Carlo Locatelli, profesor y director del Centro de Toxicología Maugeri de Pavía, ¿cuál es su experiencia con las personas envenenadas con óxido nitroso?
“Es un fenómeno mucho más extendido de lo que conocemos en el ámbito médico; existe desde hace varios años, pero sufre una doble subestimación, tanto por parte de quienes lo utilizan como por parte de los médicos”.
¿Cómo es esto posible?
“Si una persona sufre un sufrimiento más o menos agudo o incluso acude a urgencias por daños causados por óxido nitroso sin declarar que lo ha inhalado, el diagnóstico es falso”.
¿No son útiles los exámenes?
“El gas se propaga rápidamente por todo el cuerpo, cruza la barrera hematoencefálica (en realidad es un anestésico), pero tiene una vida media muy rápida. Prácticamente no deja rastro”.
¿Cómo reconocer la intoxicación por óxido nitroso?
“Nos ocupamos de la toxicología y nunca dejamos de estudiar. Para nosotros, el monóxido de carbono (por nombrar sólo una sustancia que creemos saber todo) aún está por explorar. El óxido nitroso utilizado como anestésico puntual no causa efectos nocivos, pero la inhalación repetida causa daños celulares importantes, incluidos daños sistémicos y no sólo a las neuronas”.
¿Qué tipo de daño?
“La sustancia disminuye los niveles de vitamina 12 que se asocian con un aumento de homocisteína, un aminoácido que, en exceso, causa graves daños a la circulación sanguínea, al sistema nervioso, a los nervios y a la médula espinal. Cuando el daño es evidente, pasa de hormigueo a dificultad para caminar”.
¿Todo es reversible o irreversible?
“No hay literatura sobre el tema, tenemos muy pocos estudios de casos. Para las neuropatías no vamos al centro de intoxicaciones, ni siquiera por una mala caída o un accidente, sin embargo, el gas, al ser un anestésico, ralentiza los reflejos. Puedo decir que en algunos casos el cuerpo repara el daño por sí solo, en otros ya no puede hacerlo”.
¿A quién has tratado por intoxicación con globos?

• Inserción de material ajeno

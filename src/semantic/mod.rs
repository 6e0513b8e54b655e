//! Embedding generation and caching.
//!
//! - `embeddings`: the `TextEncoder` seam and its fastembed implementation
//! - `preprocess`: text preparation for embedding input
//! - `cache`: binary file I/O for embeddings.bin persistence
//! - `provider`: lazy-initialized, hash-keyed embedding provider

pub mod embeddings;
mod cache;
mod preprocess;
mod provider;

pub use embeddings::{EmbeddingError, TextEncoder};
pub use provider::{EmbedReport, EmbeddingProvider, ProviderError};
use std::path::PathBuf;

pub trait StorageManager: Send + Sync {
    fn write(&self, ident: &str, data: &[u8]) -> std::io::Result<()>;
    fn read(&self, ident: &str) -> std::io::Result<Vec<u8>>;
    fn exists(&self, ident: &str) -> bool;
    fn delete(&self, ident: &str) -> std::io::Result<()>;
    fn list(&self) -> Vec<String>;
}

#[derive(Clone)]
pub struct BackendLocal {
    pub base_dir: PathBuf,
}

impl BackendLocal {
    pub fn new(storage_dir: &str) -> std::io::Result<Self> {
        let path = PathBuf::from(storage_dir);
        std::fs::create_dir_all(&path)?;
        Ok(BackendLocal { base_dir: path })
    }
}

impl StorageManager for BackendLocal {
    fn exists(&self, ident: &str) -> bool {
        std::fs::metadata(self.base_dir.join(ident)).is_ok()
    }

    fn read(&self, ident: &str) -> std::io::Result<Vec<u8>> {
        std::fs::read(self.base_dir.join(ident))
    }

    fn write(&self, ident: &str, data: &[u8]) -> std::io::Result<()> {
        let path = self.base_dir.join(ident);
        // unique temp name so concurrent writers never clobber each other
        let temp_path = self
            .base_dir
            .join(format!("{}-{ident}", rusty_ulid::generate_ulid_string()));

        std::fs::write(&temp_path, data)?;

        std::fs::rename(&temp_path, &path)
    }

    fn delete(&self, ident: &str) -> std::io::Result<()> {
        std::fs::remove_file(self.base_dir.join(ident))
    }

    fn list(&self) -> Vec<String> {
        std::fs::read_dir(&self.base_dir)
            .map(|entries| {
                entries
                    .filter_map(|entry| entry.ok())
                    .filter_map(|entry| {
                        let path = entry.path();
                        if path.is_file() {
                            path.file_name()
                                .and_then(|name| name.to_str())
                                .map(|s| s.to_string())
                        } else {
                            None
                        }
                    })
                    .collect()
            })
            .unwrap_or_default()
    }
}

#[cfg(test)]
mod tests {
    use super::*;

    #[test]
    fn test_write_read_roundtrip() {
        let dir = tempfile::tempdir().unwrap();
        let backend = BackendLocal::new(dir.path().to_str().unwrap()).unwrap();

        backend.write("snapshot.json", b"{\"posts\":[]}").unwrap();
        assert!(backend.exists("snapshot.json"));
        assert_eq!(backend.read("snapshot.json").unwrap(), b"{\"posts\":[]}");
    }

    #[test]
    fn test_write_replaces_atomically() {
        let dir = tempfile::tempdir().unwrap();
        let backend = BackendLocal::new(dir.path().to_str().unwrap()).unwrap();

        backend.write("state", b"old").unwrap();
        backend.write("state", b"new").unwrap();
        assert_eq!(backend.read("state").unwrap(), b"new");

        // no stray temp files left behind
        assert_eq!(backend.list(), vec!["state".to_string()]);
    }

    #[test]
    fn test_delete_and_list() {
        let dir = tempfile::tempdir().unwrap();
        let backend = BackendLocal::new(dir.path().to_str().unwrap()).unwrap();

        backend.write("a", b"1").unwrap();
        backend.write("b", b"2").unwrap();

        let mut names = backend.list();
        names.sort();
        assert_eq!(names, vec!["a".to_string(), "b".to_string()]);

        backend.delete("a").unwrap();
        assert!(!backend.exists("a"));
        assert!(backend.exists("b"));
    }
}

“Puede parecer una coincidencia, pero el primer paciente ingresó aquí el 2 de julio del año pasado, poco después de la inauguración de la nueva sala. Un joven de 21 años que había informado que consumía drogas llegó aquí en coma, padecía neuropatía periférica, no podía caminar y también sufrió daños cerebrales”.
¿Cómo fue tratado?
“A falta de estudios y protocolos, compensamos las sustancias que le faltaban para el buen funcionamiento de las células, intentamos restablecer la homeostasis del organismo y podemos decir que lo volvimos a poner en pie. Actualmente se conocen cuatro o cinco mecanismos desencadenados por este fármaco”.
¿Cómo frenar el fenómeno?
“Sabemos que en discotecas y antros se venden los cilindros con globos (indispensables para chupar) con la invitación a bailar y reír; siempre y cuando el comercio
estará permitido, se encontrará fácilmente y no habrá conciencia de toxicidad. Puedo decir que estamos trabajando con las autoridades, el Ministerio de Salud y el departamento antidrogas, buscando una solución”.